**What this task involves:**
Your task is to copy each line of the material that holds the word "json".

**Provided material:**

----------

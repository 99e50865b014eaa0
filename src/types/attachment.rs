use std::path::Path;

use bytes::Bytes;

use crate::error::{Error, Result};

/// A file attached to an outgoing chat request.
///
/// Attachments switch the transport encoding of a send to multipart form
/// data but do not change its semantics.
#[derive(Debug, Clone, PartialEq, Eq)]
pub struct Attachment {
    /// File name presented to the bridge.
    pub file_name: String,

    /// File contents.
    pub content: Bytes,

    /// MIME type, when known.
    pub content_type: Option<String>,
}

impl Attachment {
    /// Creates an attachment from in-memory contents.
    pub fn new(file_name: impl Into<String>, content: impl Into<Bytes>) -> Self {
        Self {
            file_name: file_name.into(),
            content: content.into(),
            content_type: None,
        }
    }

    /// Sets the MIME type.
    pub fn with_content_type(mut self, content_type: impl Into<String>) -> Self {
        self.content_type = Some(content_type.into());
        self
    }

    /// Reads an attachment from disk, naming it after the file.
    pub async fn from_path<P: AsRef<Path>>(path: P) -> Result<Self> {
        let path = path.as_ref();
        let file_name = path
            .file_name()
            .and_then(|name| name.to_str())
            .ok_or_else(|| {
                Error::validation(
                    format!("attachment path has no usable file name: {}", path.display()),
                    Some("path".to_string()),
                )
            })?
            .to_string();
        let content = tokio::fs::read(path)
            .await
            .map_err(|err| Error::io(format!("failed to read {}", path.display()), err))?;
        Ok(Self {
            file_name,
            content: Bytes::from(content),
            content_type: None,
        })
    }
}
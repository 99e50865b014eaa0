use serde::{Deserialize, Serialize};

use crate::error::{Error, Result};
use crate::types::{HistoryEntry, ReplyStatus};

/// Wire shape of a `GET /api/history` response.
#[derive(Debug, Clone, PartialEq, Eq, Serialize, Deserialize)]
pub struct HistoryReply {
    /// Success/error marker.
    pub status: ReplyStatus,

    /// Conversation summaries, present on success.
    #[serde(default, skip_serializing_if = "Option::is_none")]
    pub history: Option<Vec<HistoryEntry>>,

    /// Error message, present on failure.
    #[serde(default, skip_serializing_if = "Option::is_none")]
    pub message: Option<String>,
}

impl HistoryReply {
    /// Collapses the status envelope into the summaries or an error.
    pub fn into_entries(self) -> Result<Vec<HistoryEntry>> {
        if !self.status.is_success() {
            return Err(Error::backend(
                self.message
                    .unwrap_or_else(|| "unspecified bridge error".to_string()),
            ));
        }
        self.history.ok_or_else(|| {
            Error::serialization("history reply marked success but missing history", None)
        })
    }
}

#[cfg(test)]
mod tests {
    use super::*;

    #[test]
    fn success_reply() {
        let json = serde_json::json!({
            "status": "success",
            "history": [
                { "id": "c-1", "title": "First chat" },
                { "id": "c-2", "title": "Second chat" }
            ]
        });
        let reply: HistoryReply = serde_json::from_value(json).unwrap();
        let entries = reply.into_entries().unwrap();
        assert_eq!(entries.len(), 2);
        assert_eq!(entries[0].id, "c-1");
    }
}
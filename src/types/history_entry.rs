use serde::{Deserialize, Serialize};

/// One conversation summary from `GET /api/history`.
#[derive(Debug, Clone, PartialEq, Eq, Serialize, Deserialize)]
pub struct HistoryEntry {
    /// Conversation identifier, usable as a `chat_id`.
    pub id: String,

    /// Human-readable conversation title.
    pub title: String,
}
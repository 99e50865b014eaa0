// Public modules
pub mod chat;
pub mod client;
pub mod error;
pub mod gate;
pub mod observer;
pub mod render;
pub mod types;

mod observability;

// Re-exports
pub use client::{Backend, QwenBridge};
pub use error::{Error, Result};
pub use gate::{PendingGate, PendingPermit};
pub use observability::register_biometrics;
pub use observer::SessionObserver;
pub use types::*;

----------

**Task answer:**
        let json = serde_json::json!({
        let reply: HistoryReply = serde_json::from_value(json).unwrap();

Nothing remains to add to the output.